▶ **PROBLEM TO WORK ON**
Please retype the records below exactly, from the first line down to and including the line with "there are no".

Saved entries
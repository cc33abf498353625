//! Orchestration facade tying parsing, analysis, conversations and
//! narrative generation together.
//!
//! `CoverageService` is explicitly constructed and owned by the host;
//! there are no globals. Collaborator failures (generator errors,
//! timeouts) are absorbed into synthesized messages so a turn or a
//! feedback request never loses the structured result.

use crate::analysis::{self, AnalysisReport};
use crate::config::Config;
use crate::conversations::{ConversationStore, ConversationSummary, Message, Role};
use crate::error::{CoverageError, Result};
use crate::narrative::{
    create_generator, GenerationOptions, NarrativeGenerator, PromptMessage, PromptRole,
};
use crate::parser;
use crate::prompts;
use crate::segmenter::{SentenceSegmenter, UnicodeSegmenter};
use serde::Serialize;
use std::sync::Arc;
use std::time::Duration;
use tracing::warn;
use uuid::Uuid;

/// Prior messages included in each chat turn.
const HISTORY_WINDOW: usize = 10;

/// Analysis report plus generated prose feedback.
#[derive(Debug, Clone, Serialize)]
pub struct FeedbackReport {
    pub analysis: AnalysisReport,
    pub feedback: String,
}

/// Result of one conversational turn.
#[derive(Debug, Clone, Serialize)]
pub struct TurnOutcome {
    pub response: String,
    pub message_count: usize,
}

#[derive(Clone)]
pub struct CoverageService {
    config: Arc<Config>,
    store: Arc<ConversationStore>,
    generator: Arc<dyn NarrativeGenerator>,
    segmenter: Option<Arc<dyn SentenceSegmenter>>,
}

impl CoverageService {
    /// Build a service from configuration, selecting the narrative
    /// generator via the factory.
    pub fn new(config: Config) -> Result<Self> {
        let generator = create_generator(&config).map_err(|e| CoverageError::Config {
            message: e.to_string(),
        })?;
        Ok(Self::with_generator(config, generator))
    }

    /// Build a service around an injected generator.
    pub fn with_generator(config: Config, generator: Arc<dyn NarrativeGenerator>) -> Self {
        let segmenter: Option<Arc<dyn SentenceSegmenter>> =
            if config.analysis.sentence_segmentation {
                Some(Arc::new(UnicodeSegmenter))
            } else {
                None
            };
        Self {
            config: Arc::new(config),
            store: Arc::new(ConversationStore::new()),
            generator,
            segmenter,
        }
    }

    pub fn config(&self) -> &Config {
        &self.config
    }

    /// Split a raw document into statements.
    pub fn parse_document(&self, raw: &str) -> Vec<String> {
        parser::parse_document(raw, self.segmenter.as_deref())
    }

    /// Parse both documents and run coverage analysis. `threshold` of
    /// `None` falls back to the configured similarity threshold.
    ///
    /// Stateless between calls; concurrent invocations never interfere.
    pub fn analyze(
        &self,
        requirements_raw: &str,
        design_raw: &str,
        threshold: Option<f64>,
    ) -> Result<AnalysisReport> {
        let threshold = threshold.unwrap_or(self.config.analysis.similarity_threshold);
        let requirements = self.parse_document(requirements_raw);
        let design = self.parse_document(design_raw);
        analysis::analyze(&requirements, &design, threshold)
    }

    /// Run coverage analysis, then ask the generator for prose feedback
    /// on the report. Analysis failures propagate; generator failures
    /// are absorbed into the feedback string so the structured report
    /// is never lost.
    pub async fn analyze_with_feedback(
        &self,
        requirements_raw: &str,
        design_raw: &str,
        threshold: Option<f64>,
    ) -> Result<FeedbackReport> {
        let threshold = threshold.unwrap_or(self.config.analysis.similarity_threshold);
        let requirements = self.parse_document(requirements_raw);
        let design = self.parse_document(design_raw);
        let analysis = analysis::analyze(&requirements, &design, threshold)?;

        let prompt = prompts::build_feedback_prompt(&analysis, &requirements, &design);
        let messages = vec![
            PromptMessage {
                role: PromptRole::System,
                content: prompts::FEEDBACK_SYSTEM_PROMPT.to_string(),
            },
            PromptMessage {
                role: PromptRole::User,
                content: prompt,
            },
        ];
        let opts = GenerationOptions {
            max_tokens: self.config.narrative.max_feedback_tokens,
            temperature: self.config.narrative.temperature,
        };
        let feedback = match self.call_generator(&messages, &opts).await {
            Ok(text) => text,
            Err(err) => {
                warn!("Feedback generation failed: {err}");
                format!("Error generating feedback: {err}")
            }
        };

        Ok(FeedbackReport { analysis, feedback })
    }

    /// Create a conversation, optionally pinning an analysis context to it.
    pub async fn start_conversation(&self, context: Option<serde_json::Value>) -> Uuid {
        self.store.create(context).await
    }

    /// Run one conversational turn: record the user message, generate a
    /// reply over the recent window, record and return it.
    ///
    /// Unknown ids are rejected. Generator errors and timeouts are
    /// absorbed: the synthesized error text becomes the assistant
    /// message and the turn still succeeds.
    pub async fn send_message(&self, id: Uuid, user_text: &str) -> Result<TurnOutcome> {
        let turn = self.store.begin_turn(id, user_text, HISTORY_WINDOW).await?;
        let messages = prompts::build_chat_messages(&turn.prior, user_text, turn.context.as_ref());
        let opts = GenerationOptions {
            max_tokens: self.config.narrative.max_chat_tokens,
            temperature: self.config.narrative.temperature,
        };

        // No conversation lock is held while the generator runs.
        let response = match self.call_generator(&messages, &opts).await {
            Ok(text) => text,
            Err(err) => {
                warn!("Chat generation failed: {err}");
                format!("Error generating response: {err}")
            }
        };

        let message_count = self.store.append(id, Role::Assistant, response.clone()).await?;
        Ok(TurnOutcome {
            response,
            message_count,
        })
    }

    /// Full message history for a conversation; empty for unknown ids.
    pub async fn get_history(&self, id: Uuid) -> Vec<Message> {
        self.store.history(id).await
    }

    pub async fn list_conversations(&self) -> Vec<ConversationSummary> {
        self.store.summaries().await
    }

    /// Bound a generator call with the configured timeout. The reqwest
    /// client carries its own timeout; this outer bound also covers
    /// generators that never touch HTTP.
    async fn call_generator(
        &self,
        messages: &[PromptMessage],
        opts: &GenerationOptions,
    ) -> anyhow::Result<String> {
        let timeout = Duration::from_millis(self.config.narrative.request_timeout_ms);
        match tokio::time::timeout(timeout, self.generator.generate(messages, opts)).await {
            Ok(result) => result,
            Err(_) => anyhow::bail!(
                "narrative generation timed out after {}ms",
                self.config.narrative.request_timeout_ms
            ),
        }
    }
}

▶ **ANSWER TO THIS EXERCISE**
repository cc33abf498353625
//! Orchestration facade tying parsing, analysis, conversations and
//! narrative generation together.
//!
//! `CoverageService` is explicitly constructed and owned by the host;
//! there are no globals. Collaborator failures (generator errors,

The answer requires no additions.